**TASK TO COMPLETE**
Below are the records; count how many of their lines contain the word "usize" and give that number only.
▼
//! Reconciliation of one conversation's message list on the client.
//!
//! A message can reach the client up to three times: as the local optimistic
//! entry (or the peer's instant relay), as `message-confirmed`, and again from a
//! full conversation fetch. Entries are keyed by `message_id` once the durable
//! record is known and by `correlation_token` before that, so every path
//! converges on one entry per message.

use chrono::{DateTime, Utc};

use crate::chat::conversation::ConversationKey;
use crate::db::Message;
use crate::ws::protocol::{
    ClientEvent, MessageConfirmed, MessageFailed, NewMessage, SendMessage, ServerEvent,
};

#[derive(Debug, Clone, Copy, PartialEq, Eq)]
pub enum DeliveryStatus {
    /// Emitted, no outcome yet
    Sending,
    /// Own message, durable record known
    Sent,
    /// Received from the peer
    Delivered,
    /// Rejected or not persisted; retryable
    Failed,
}

#[derive(Debug, Clone, PartialEq, Eq)]
pub struct ChatEntry {
    pub message_id: Option<String>,
    pub correlation_token: Option<String>,
    pub sender_id: String,
    pub receiver_id: String,
    pub content: String,
    pub created_at: DateTime<Utc>,
    pub status: DeliveryStatus,
    pub error: Option<String>,
}

impl ChatEntry {
    fn from_durable(message: &Message, status: DeliveryStatus) -> Self {
        Self {
            message_id: Some(message.id.clone()),
            correlation_token: None,
            sender_id: message.sender_id.clone(),
            receiver_id: message.receiver_id.clone(),
            content: message.content.clone(),
            created_at: message.created_at,
            status,
            error: None,
        }
    }

    fn same_payload(&self, message: &Message) -> bool {
        self.sender_id == message.sender_id
            && self.receiver_id == message.receiver_id
            && self.content == message.content
    }
}

/// Client view of the conversation between the local user and one peer.
#[derive(Debug, Clone)]
pub struct ConversationState {
    local_user_id: String,
    key: ConversationKey,
    entries: Vec<ChatEntry>,
}

impl ConversationState {
    pub fn new(local_user_id: &str, peer_id: &str) -> Self {
        Self {
            local_user_id: local_user_id.to_string(),
            key: ConversationKey::new(local_user_id, peer_id),
            entries: Vec::new(),
        }
    }

    pub fn entries(&self) -> &[ChatEntry] {
        &self.entries
    }

    pub fn peer_id(&self) -> &str {
        self.key.peer_of(&self.local_user_id).unwrap_or_default()
    }

    fn belongs(&self, sender_id: &str, receiver_id: &str) -> bool {
        self.key.contains(sender_id)
            && self.key.contains(receiver_id)
            && (sender_id == self.local_user_id || receiver_id == self.local_user_id)
    }

    fn status_for(&self, sender_id: &str) -> DeliveryStatus {
        if sender_id == self.local_user_id {
            DeliveryStatus::Sent
        } else {
            DeliveryStatus::Delivered
        }
    }

    fn position_by_token(&self, token: &str) -> Option<usize> {
        self.entries
            .iter()
            .position(|e| e.correlation_token.as_deref() == Some(token))
    }

    fn position_by_id(&self, id: &str) -> Option<usize> {
        self.entries
            .iter()
            .position(|e| e.message_id.as_deref() == Some(id))
    }

    /// Append an optimistic entry and return the event to emit.
    pub fn send(&mut self, content: &str) -> ClientEvent {
        let token = uuid::Uuid::now_v7().to_string();
        let peer_id = self.peer_id().to_string();
        let content = content.trim().to_string();

        self.entries.push(ChatEntry {
            message_id: None,
            correlation_token: Some(token.clone()),
            sender_id: self.local_user_id.clone(),
            receiver_id: peer_id.clone(),
            content: content.clone(),
            created_at: Utc::now(),
            status: DeliveryStatus::Sending,
            error: None,
        });

        ClientEvent::SendMessage(SendMessage {
            receiver_id: peer_id,
            content,
            correlation_token: token,
        })
    }

    /// Apply a server event. Returns whether the entry list changed.
    pub fn apply(&mut self, event: &ServerEvent) -> bool {
        match event {
            ServerEvent::NewMessage(message) => self.on_new_message(message),
            ServerEvent::MessageConfirmed(confirmed) => self.on_confirmed(confirmed),
            ServerEvent::MessageFailed(failed) => self.on_failed(failed),
            ServerEvent::MessageNotification(notification) => {
                self.on_new_message(&NewMessage::durable(&notification.message))
            }
            _ => false,
        }
    }

    pub fn on_new_message(&mut self, message: &NewMessage) -> bool {
        if !self.belongs(&message.sender_id, &message.receiver_id) {
            return false;
        }

        if let Some(id) = &message.id {
            if self.position_by_id(id).is_some() {
                return false;
            }
        }

        if let Some(token) = &message.correlation_token {
            if let Some(idx) = self.position_by_token(token) {
                let entry = &mut self.entries[idx];
                if entry.sender_id != message.sender_id {
                    tracing::debug!(token = %token, "Correlation token reused by another sender");
                } else if entry.message_id.is_none() && message.id.is_some() {
                    entry.message_id = message.id.clone();
                    return true;
                }
                return false;
            }
            // Our own echo for a token we no longer hold; the confirmation carries the record.
            if message.sender_id == self.local_user_id {
                return false;
            }
        }

        self.entries.push(ChatEntry {
            message_id: message.id.clone(),
            correlation_token: message.correlation_token.clone(),
            sender_id: message.sender_id.clone(),
            receiver_id: message.receiver_id.clone(),
            content: message.content.clone(),
            created_at: message.created_at,
            status: self.status_for(&message.sender_id),
            error: None,
        });
        true
    }

    pub fn on_confirmed(&mut self, confirmed: &MessageConfirmed) -> bool {
        let message = &confirmed.message;
        if !self.belongs(&message.sender_id, &message.receiver_id) {
            return false;
        }

        match self.position_by_token(&confirmed.correlation_token) {
            Some(idx)
                if self.entries[idx]
                    .message_id
                    .as_deref()
                    .is_some_and(|id| id != message.id) =>
            {
                // A fetch paired the token with an earlier record of the same
                // text. That record stays; the token moves to the confirmed one.
                self.entries[idx].correlation_token = None;
                match self.position_by_id(&message.id) {
                    Some(existing) => {
                        let entry = &mut self.entries[existing];
                        entry.correlation_token = Some(confirmed.correlation_token.clone());
                        entry.status = DeliveryStatus::Sent;
                        entry.error = None;
                    }
                    None => {
                        let mut entry = ChatEntry::from_durable(message, DeliveryStatus::Sent);
                        entry.correlation_token = Some(confirmed.correlation_token.clone());
                        self.entries.push(entry);
                    }
                }
                true
            }
            Some(idx) => {
                // A fetch may already have produced an entry for this id.
                if let Some(dup) = self.position_by_id(&message.id) {
                    if dup != idx {
                        self.entries.remove(dup);
                        return self.on_confirmed(confirmed);
                    }
                }
                let entry = &mut self.entries[idx];
                entry.message_id = Some(message.id.clone());
                entry.content = message.content.clone();
                entry.created_at = message.created_at;
                entry.status = DeliveryStatus::Sent;
                entry.error = None;
                true
            }
            None if self.position_by_id(&message.id).is_some() => false,
            None => {
                let mut entry = ChatEntry::from_durable(message, DeliveryStatus::Sent);
                entry.correlation_token = Some(confirmed.correlation_token.clone());
                self.entries.push(entry);
                true
            }
        }
    }

    pub fn on_failed(&mut self, failed: &MessageFailed) -> bool {
        let Some(idx) = self.position_by_token(&failed.correlation_token) else {
            return false;
        };
        let entry = &mut self.entries[idx];
        if entry.message_id.is_some() || entry.sender_id != self.local_user_id {
            return false;
        }
        entry.status = DeliveryStatus::Failed;
        entry.error = Some(failed.error.clone());
        true
    }

    /// Re-emit a failed message with its original token and content.
    pub fn retry(&mut self, correlation_token: &str) -> Option<ClientEvent> {
        let idx = self.position_by_token(correlation_token)?;
        let entry = &mut self.entries[idx];
        if entry.status != DeliveryStatus::Failed {
            return None;
        }
        entry.status = DeliveryStatus::Sending;
        entry.error = None;

        Some(ClientEvent::SendMessage(SendMessage {
            receiver_id: entry.receiver_id.clone(),
            content: entry.content.clone(),
            correlation_token: correlation_token.to_string(),
        }))
    }

    /// Replace the list with a full fetch of the conversation.
    ///
    /// Fetched records become the authoritative order. Entries that only know
    /// their token are matched to the earliest unclaimed fetched record with the
    /// same sender, receiver and content; entries that found no record stay at
    /// the end in their previous order.
    pub fn merge_fetch(&mut self, messages: &[Message]) {
        let mut previous: Vec<Option<ChatEntry>> =
            std::mem::take(&mut self.entries).into_iter().map(Some).collect();

        let mut merged = Vec::with_capacity(messages.len() + previous.len());
        for message in messages {
            if !self.belongs(&message.sender_id, &message.receiver_id) {
                continue;
            }

            let by_id = previous.iter().position(|slot| {
                slot.as_ref()
                    .is_some_and(|e| e.message_id.as_deref() == Some(message.id.as_str()))
            });
            let claimed = by_id.or_else(|| {
                previous.iter().position(|slot| {
                    slot.as_ref()
                        .is_some_and(|e| e.message_id.is_none() && e.same_payload(message))
                })
            });

            let mut entry = ChatEntry::from_durable(message, self.status_for(&message.sender_id));
            if let Some(old) = claimed.and_then(|idx| previous[idx].take()) {
                entry.correlation_token = old.correlation_token;
            }
            merged.push(entry);
        }

        // Records with an id that the fetch did not return are dropped.
        merged.extend(
            previous
                .into_iter()
                .flatten()
                .filter(|e| e.message_id.is_none()),
        );
        self.entries = merged;
    }

    /// Tokens still `Sending` that were emitted before `cutoff`.
    pub fn pending_since(&self, cutoff: DateTime<Utc>) -> Vec<String> {
        self.entries
            .iter()
            .filter(|e| e.status == DeliveryStatus::Sending && e.created_at < cutoff)
            .filter_map(|e| e.correlation_token.clone())
            .collect()
    }
}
▲
**OUTPUT FOR THIS TASK**
2